I am trying to perform a comparison between 5 algorithms against the KDD Cup 99 dataset and the NSL-KDD datasets using Python and I am having an issue when trying to build and evaluate the models against the KDDCup99 dataset and the NSL-KDD dataset.
Whenever I try to run the algorithms on the datasets I get the following error 'could not convert string to float: S0'
This error is produced during the during the evaluation of the 5 models; Logistic Regression, Linear Discriminant Analysis, K-Nearest Neighbors, Classification and Regression Trees, Gaussian Naive Bayes and Support Vector Machines.
Here is the code that I am using to evaluate the datasets:
#Load KDD dataset
dataset = pandas.read_csv('Datasets/KDDCUP 99/kddcup.csv', names = ['duration','protocol_type','service','src_bytes','dst_bytes','flag','land','wrong_fragment','urgent',
'hot','num_failed_logins','logged_in','num_compromised','root_shell','su_attempted','num_root','num_file_creations',
'num_shells','num_access_files','num_outbound_cmds','is_host_login','is_guest_login','count','serror_rate',
'rerror_rate','same_srv_rate','diff_srv_rate','srv_count','srv_serror_rate','srv_rerror_rate','srv_diff_host_rate',
'dst_host_count','dst_host_srv_count','dst_host_same_srv_rate','dst_host_diff_srv_rate','dst_host_same_src_port_rate',
'dst_host_srv_diff_host_rate','dst_host_serror_rate','dst_host_srv_serror_rate','dst_host_rerror_rate','dst_host_srv_rerror_rate','class'])
# split data into X and y
array = dataset.values
X = array[:,0:41]
Y = array[:,41]
# Split-out validation dataset
validation_size = 0.20
seed = 7
X_train, X_validation, Y_train, Y_validation = cross_validation.train_test_split(X, Y, test_size=validation_size, random_state=seed)

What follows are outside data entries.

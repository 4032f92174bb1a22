//! Tool Creation Wizard
//!
//! A five-step state machine that walks a host through building a tool:
//! picking a type, naming it, configuring it, previewing generated code and
//! reviewing before submit. The host owns the draft and the preview; the
//! wizard only reads them and asks for changes through [`WizardHost`].

#![warn(missing_docs)]

pub mod busy;
pub mod config;
pub mod content;
pub mod controller;
pub mod error;
pub mod host;
pub mod step;
pub mod validation;
pub mod view;

#[cfg(test)]
mod testing;

pub use busy::BusyFlag;
pub use config::WizardConfig;
pub use content::{ConfigPanel, PreviewPanel, ReviewSummary, StepBody, StepContent};
pub use controller::ToolCreationWizard;
pub use error::{ConfigError, WizardError};
pub use host::WizardHost;
pub use step::WizardStep;
pub use validation::{has_preview, StepErrors, StepValidator};
pub use view::{Button, IndicatorState, NavControls, StepIndicator, WizardStatus};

# Test options and evaluation metric
num_folds = 7
num_instances = len(X_train)
seed = 7
scoring = 'accuracy'
# Algorithms
models = []
models.append(('LR', LogisticRegression()))

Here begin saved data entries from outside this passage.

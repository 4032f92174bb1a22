//! Form renderer abstraction.

use serde::Serialize;
use toolwiz_core::{ConfigMap, DraftMutation, FieldPath, ToolType};

use crate::schema::{ConnectionTable, FieldKind, FieldSpec, OperationTable, SelectOption};
use crate::FormError;

/// A form renderer: a pure function of the current values to a view.
///
/// Renderers never advance wizard steps; edits leave them as [`FieldUpdate`]s
/// produced through [`FormView::edit`].
pub trait FormRenderer: Send + Sync {
    /// Renderer name.
    fn name(&self) -> &str;

    /// Tool kind this renderer configures.
    fn tool_type(&self) -> ToolType;

    /// Render the form for the given values.
    fn render(&self, values: &ConfigMap) -> FormView;
}

/// A point mutation emitted by a form: set `key` to `value`.
#[derive(Debug, Clone, PartialEq, Eq, Serialize)]
pub struct FieldUpdate {
    /// Field key within the form
    pub key: String,

    /// New value, accepted as-is
    pub value: String,
}

impl FieldUpdate {
    /// As a draft mutation of `config.<key>`.
    pub fn into_mutation(self) -> DraftMutation {
        DraftMutation::text(FieldPath::Config(self.key), self.value)
    }
}

/// Input control used for a rendered field.
#[derive(Debug, Clone, Copy, PartialEq, Eq, Serialize)]
#[serde(rename_all = "snake_case")]
pub enum Control {
    /// Text input
    Text,

    /// URL input
    Url,

    /// Password input
    Password,

    /// Text area
    TextArea,

    /// Text area holding JSON
    Json,

    /// Dropdown
    Select,
}

impl From<FieldKind> for Control {
    fn from(kind: FieldKind) -> Self {
        match kind {
            FieldKind::Text => Control::Text,
            FieldKind::Url => Control::Url,
            FieldKind::Password => Control::Password,
            FieldKind::TextArea => Control::TextArea,
            FieldKind::Json => Control::Json,
            FieldKind::Select(_) => Control::Select,
        }
    }
}

/// One rendered input.
#[derive(Debug, Clone, PartialEq, Eq, Serialize)]
pub struct FieldView {
    /// Field key
    pub key: String,

    /// Full dotted name, e.g. `config.instance_url`
    pub path: String,

    /// Display label
    pub label: String,

    /// Input control
    pub control: Control,

    /// Select options; empty for other controls
    #[serde(skip_serializing_if = "Vec::is_empty")]
    pub options: Vec<SelectOption>,

    /// Marked as required
    pub required: bool,

    /// Placeholder text
    pub placeholder: String,

    /// Help line
    #[serde(skip_serializing_if = "Option::is_none")]
    pub help: Option<String>,

    /// Current value, or the field default when nothing is stored
    pub value: String,
}

impl FieldView {
    fn from_spec(spec: &FieldSpec, prefix: &str, value: &str) -> Self {
        Self {
            key: spec.key.to_string(),
            path: format!("{}.{}", prefix, spec.key),
            label: spec.label.to_string(),
            control: spec.kind.into(),
            options: spec.options().to_vec(),
            required: spec.required,
            placeholder: spec.placeholder.to_string(),
            help: spec.help.map(str::to_string),
            value: value.to_string(),
        }
    }
}

/// A group of inputs, optionally titled.
#[derive(Debug, Clone, PartialEq, Eq, Serialize)]
pub struct SectionView {
    /// Section heading
    pub title: Option<String>,

    /// Visible fields, in display order
    pub fields: Vec<FieldView>,
}

/// Rendered form.
#[derive(Debug, Clone, PartialEq, Eq, Serialize)]
pub struct FormView {
    /// Heading
    pub title: String,

    /// Banner, if any
    pub notice: Option<String>,

    /// Sections in display order
    pub sections: Vec<SectionView>,
}

impl FormView {
    /// All visible fields, in display order.
    pub fn fields(&self) -> impl Iterator<Item = &FieldView> {
        self.sections.iter().flat_map(|s| s.fields.iter())
    }

    /// A visible field by key.
    pub fn field(&self, key: &str) -> Option<&FieldView> {
        self.fields().find(|f| f.key == key)
    }

    /// Keys of the visible fields, in display order.
    pub fn keys(&self) -> Vec<&str> {
        self.fields().map(|f| f.key.as_str()).collect()
    }

    /// Turn an edit of a visible field into an update.
    ///
    /// The value is not inspected; only the key must be on the form.
    pub fn edit(&self, key: &str, value: impl Into<String>) -> Result<FieldUpdate, FormError> {
        if self.field(key).is_none() {
            return Err(FormError::FieldNotVisible(key.to_string()));
        }
        Ok(FieldUpdate {
            key: key.to_string(),
            value: value.into(),
        })
    }
}

/// Renders a tool-level connection form from its table.
#[derive(Debug, Clone, Copy)]
pub struct ConnectionForm {
    table: &'static ConnectionTable,
}

impl ConnectionForm {
    /// Create a renderer over a table.
    pub const fn new(table: &'static ConnectionTable) -> Self {
        Self { table }
    }

    /// Underlying table.
    pub fn table(&self) -> &'static ConnectionTable {
        self.table
    }
}

impl FormRenderer for ConnectionForm {
    fn name(&self) -> &str {
        self.table.title
    }

    fn tool_type(&self) -> ToolType {
        self.table.integration.tool_type()
    }

    fn render(&self, values: &ConfigMap) -> FormView {
        let sections = self
            .table
            .sections
            .iter()
            .map(|section| SectionView {
                title: Some(section.title.to_string()),
                fields: section
                    .fields
                    .iter()
                    .filter(|f| self.table.is_visible(f, values))
                    .map(|f| {
                        FieldView::from_spec(&f.spec, "config", self.table.effective(values, f.spec.key))
                    })
                    .collect(),
            })
            .collect();

        FormView {
            title: self.table.title.to_string(),
            notice: Some(format!("{}: {}", self.table.banner, ConnectionTable::NOTICE)),
            sections,
        }
    }
}

/// Renders a canvas-node operation form from its table.
#[derive(Debug, Clone, Copy)]
pub struct OperationForm {
    table: &'static OperationTable,
}

impl OperationForm {
    /// Create a renderer over a table.
    pub const fn new(table: &'static OperationTable) -> Self {
        Self { table }
    }

    /// Underlying table.
    pub fn table(&self) -> &'static OperationTable {
        self.table
    }

    /// Render with a custom path prefix.
    pub fn render_at(&self, prefix: &str, values: &ConfigMap) -> FormView {
        let operation = values.text(OperationTable::DISCRIMINATOR).unwrap_or("");

        let selector = FieldView {
            key: OperationTable::DISCRIMINATOR.to_string(),
            path: format!("{}.{}", prefix, OperationTable::DISCRIMINATOR),
            label: "Operation Type".to_string(),
            control: Control::Select,
            options: self.table.discriminator_options(),
            required: true,
            placeholder: String::new(),
            help: None,
            value: operation.to_string(),
        };

        let mut fields = vec![selector];
        fields.extend(
            self.table
                .visible_fields(operation)
                .iter()
                .map(|spec| FieldView::from_spec(spec, prefix, values.text_or(spec.key, spec.default))),
        );

        FormView {
            title: self.table.title.to_string(),
            notice: None,
            sections: vec![SectionView { title: None, fields }],
        }
    }
}

impl FormRenderer for OperationForm {
    fn name(&self) -> &str {
        self.table.title
    }

    fn tool_type(&self) -> ToolType {
        self.table.integration.tool_type()
    }

    fn render(&self, values: &ConfigMap) -> FormView {
        self.render_at("config", values)
    }
}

models.append(('LDA', LinearDiscriminantAnalysis()))
models.append(('KNN', KNeighborsClassifier()))
models.append(('CART', DecisionTreeClassifier()))

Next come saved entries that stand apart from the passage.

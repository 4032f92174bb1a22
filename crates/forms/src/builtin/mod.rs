//! Built-in integration forms (Salesforce, SAP, Workday, Databricks).

mod databricks;
mod salesforce;
mod sap;
mod workday;

pub use databricks::{DATABRICKS_CONNECTION, DATABRICKS_OPERATIONS};
pub use salesforce::{SALESFORCE_CONNECTION, SALESFORCE_OPERATIONS};
pub use sap::{SAP_CONNECTION, SAP_OPERATIONS};
pub use workday::{WORKDAY_CONNECTION, WORKDAY_OPERATIONS};

use toolwiz_core::Integration;

use crate::schema::{opt, ConnectionTable, FieldSpec, OperationTable, SelectOption};

const HTTP_METHODS: &[SelectOption] = &[
    opt("GET", "GET"),
    opt("POST", "POST"),
    opt("PUT", "PUT"),
    opt("PATCH", "PATCH"),
    opt("DELETE", "DELETE"),
];

const CUSTOM_METHOD: FieldSpec = FieldSpec::select("customMethod", "HTTP Method", HTTP_METHODS, "GET").required();

// Unlike the other JSON fields the body starts out empty.
const CUSTOM_BODY: FieldSpec = FieldSpec::json("customBody", "Request Body (JSON)")
    .default_value("")
    .placeholder(r#"{"field": "value"}"#);

/// Canvas-node operation table of an integration.
pub fn operation_table(integration: Integration) -> &'static OperationTable {
    match integration {
        Integration::Salesforce => &SALESFORCE_OPERATIONS,
        Integration::Sap => &SAP_OPERATIONS,
        Integration::Workday => &WORKDAY_OPERATIONS,
        Integration::Databricks => &DATABRICKS_OPERATIONS,
    }
}

/// Tool-level connection table of an integration.
pub fn connection_table(integration: Integration) -> &'static ConnectionTable {
    match integration {
        Integration::Salesforce => &SALESFORCE_CONNECTION,
        Integration::Sap => &SAP_CONNECTION,
        Integration::Workday => &WORKDAY_CONNECTION,
        Integration::Databricks => &DATABRICKS_CONNECTION,
    }
}

#[cfg(test)]
mod tests {
    use super::*;

    #[test]
    fn test_tables_match_their_integration() {
        for integration in Integration::ALL {
            assert_eq!(operation_table(integration).integration, integration);
            assert_eq!(connection_table(integration).integration, integration);
        }
    }

    #[test]
    fn test_custom_operation_is_shared() {
        for integration in [Integration::Sap, Integration::Workday, Integration::Databricks] {
            let keys: Vec<_> = operation_table(integration)
                .visible_fields("custom")
                .iter()
                .map(|f| f.key)
                .collect();
            assert_eq!(keys, vec!["customEndpoint", "customMethod", "customBody"]);
        }
        assert!(SALESFORCE_OPERATIONS.operation("custom").is_none());
    }

    #[test]
    fn test_every_connection_form_has_three_sections() {
        for integration in Integration::ALL {
            let titles: Vec<_> = connection_table(integration)
                .sections
                .iter()
                .map(|s| s.title)
                .collect();
            assert_eq!(titles, vec!["Connection Settings", "Authentication", "API Settings"]);
        }
    }
}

models.append(('NB', GaussianNB()))
models.append(('SVM', SVC()))
# evaluate each model in turn
results = []
names = []
for name, model in models:
kfold = cross_validation.KFold(n=num_instances, n_folds=num_folds,
random_state=seed)
#Here is where the error is spit out
{
cv_results = cross_validation.cross_val_score(model, X_train, Y_train, cv=kfold, scoring=scoring) # Could not convert string to float happens here. Scoring uses string.
results.append(cv_results)
names.append(name)
msg = "%s: %f (%f)" % (name, cv_results.mean()*100, cv_results.std()*100)#multiplying by 100 to show percentage
print(msg)
}
# Compare Algorithms
fig = plt.figure()
fig.suptitle('Algorithm Comparison')
ax = fig.add_subplot(111)
plt.boxplot(results)
ax.set_xticklabels(Y)
plt.show()
Here is a 3 line sample from the KDDcup99 datatset:
0 tcp http SF 215 45076 0 0 0 0 0 1 0 0 0 0 0 0 0 0 0 0 1 1 0 0 0 0 1 0 0 0 0 0 0 0 0 0 0 0 0 normal.
0 tcp http SF 162 4528 0 0 0 0 0 1 0 0 0 0 0 0 0 0 0 0 2 2 0 0 0 0 1 0 0 1 1 1 0 1 0 0 0 0 0 normal.
0 tcp http SF 236 1228 0 0 0 0 0 1 0 0 0 0 0 0 0 0 0 0 1 1 0 0 0 0 1 0 0 2 2 1 0 0.5 0 0 0 0 0 normal.
I have tried using label encoding and it still spits out the same error and when I was looking through the sklearn websites, I noticed that the scoring value was for the string type, is this the cause of the issue? and if not, is there a problem with the way I have loaded the dataset?
EDIT I tried removing scoring value from the code and still got the same error.